Exercise description –
Pick every line from the data below that contains the string "rendered" and copy it.

Saved entries –

# # # # #

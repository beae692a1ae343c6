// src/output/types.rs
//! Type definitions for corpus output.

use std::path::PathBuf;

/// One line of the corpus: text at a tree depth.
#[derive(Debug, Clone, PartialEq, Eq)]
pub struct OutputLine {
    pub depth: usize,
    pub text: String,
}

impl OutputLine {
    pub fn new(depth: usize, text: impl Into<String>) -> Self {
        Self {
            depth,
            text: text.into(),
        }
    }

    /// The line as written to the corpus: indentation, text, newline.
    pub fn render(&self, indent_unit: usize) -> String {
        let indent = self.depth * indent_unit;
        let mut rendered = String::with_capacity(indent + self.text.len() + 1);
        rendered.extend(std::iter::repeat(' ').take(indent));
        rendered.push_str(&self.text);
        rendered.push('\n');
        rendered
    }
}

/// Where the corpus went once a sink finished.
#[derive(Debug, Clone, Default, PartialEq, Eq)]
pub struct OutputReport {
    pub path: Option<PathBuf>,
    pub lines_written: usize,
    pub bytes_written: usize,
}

# # # # #

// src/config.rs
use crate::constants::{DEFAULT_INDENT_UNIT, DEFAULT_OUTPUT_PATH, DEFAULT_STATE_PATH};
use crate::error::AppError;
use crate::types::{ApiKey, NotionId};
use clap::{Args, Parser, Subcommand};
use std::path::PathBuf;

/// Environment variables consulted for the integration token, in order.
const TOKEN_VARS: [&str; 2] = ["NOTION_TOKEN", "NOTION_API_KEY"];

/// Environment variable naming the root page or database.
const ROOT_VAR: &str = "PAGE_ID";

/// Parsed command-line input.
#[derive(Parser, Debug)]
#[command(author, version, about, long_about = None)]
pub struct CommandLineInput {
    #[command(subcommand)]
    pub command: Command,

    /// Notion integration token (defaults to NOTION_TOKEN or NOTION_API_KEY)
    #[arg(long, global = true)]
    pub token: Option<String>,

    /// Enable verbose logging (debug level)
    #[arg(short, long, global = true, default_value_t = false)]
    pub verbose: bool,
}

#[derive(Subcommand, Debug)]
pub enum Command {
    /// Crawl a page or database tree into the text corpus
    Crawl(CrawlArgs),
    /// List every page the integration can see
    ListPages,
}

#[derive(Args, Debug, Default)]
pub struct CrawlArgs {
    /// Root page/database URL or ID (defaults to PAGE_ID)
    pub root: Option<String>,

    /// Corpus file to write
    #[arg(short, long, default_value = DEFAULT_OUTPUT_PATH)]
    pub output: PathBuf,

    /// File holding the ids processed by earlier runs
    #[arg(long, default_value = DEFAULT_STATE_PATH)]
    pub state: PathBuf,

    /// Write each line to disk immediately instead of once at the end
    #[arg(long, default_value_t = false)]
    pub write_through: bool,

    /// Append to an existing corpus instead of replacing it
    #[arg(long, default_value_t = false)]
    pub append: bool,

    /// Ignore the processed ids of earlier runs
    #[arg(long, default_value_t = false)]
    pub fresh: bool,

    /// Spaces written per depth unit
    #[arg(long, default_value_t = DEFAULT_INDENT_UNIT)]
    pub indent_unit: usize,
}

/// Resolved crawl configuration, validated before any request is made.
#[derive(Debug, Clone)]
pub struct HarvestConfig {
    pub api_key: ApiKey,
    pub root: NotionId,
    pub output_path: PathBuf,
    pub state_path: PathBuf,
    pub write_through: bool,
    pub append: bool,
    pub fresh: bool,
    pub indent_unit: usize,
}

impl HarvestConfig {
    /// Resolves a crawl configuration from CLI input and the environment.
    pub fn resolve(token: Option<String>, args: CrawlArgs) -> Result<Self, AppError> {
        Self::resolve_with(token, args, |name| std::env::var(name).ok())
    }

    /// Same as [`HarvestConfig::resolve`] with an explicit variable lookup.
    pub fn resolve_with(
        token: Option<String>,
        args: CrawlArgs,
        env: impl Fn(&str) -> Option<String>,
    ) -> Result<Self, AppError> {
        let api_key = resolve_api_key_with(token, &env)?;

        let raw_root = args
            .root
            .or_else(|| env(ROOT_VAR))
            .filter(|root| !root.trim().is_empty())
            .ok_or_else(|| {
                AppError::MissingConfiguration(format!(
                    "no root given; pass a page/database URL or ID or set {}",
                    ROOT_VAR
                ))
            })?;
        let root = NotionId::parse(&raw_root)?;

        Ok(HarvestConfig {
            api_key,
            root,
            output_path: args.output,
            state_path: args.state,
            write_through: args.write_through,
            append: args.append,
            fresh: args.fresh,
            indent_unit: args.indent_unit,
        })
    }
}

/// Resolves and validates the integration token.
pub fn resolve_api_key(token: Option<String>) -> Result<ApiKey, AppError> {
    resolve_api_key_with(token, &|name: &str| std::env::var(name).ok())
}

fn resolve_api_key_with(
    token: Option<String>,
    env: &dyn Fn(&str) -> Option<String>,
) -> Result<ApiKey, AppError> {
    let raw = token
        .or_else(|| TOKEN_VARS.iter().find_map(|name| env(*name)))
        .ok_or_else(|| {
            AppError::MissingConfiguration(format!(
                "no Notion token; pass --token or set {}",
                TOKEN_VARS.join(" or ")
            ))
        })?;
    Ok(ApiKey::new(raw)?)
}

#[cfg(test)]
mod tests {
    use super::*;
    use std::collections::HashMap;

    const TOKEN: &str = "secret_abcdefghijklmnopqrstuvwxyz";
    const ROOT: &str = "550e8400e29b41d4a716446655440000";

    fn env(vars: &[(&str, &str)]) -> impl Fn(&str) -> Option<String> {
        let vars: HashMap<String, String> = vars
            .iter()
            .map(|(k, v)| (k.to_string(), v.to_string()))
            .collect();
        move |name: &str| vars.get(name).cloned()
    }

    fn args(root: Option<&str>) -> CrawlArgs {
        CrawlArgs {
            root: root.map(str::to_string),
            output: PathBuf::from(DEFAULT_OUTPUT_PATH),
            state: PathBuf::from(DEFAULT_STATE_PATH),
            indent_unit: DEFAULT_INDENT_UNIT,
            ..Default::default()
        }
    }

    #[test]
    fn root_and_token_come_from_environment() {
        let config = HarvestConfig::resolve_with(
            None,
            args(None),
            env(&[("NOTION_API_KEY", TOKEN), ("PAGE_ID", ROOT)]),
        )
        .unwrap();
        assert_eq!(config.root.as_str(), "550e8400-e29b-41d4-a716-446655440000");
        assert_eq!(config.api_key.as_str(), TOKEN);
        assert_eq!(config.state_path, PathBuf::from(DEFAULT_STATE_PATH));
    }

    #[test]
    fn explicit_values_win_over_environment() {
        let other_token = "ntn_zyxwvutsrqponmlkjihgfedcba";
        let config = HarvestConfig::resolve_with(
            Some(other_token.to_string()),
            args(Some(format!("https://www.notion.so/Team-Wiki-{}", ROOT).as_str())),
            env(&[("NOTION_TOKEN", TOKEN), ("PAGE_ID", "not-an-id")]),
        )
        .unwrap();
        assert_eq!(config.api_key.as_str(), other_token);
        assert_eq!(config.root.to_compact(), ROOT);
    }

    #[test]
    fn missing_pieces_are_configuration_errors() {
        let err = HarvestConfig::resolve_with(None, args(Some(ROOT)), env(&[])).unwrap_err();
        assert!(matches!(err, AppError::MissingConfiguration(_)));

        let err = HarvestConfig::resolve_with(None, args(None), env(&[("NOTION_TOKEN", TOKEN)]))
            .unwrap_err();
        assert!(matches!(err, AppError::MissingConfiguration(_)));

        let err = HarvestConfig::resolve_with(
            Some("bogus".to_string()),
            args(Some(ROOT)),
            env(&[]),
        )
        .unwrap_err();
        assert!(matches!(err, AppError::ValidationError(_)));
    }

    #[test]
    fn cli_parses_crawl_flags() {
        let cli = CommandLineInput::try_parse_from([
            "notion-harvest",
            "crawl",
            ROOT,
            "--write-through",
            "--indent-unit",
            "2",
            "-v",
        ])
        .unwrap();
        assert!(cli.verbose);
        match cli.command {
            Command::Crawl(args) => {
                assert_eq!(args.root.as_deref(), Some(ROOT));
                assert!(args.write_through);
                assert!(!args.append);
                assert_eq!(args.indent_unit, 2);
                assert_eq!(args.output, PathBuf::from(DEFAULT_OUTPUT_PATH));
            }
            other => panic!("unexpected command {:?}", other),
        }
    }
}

# # # # #

Response area –
        let mut rendered = String::with_capacity(indent + self.text.len() + 1);
        rendered.extend(std::iter::repeat(' ').take(indent));
        rendered.push_str(&self.text);
        rendered.push('\n');
        rendered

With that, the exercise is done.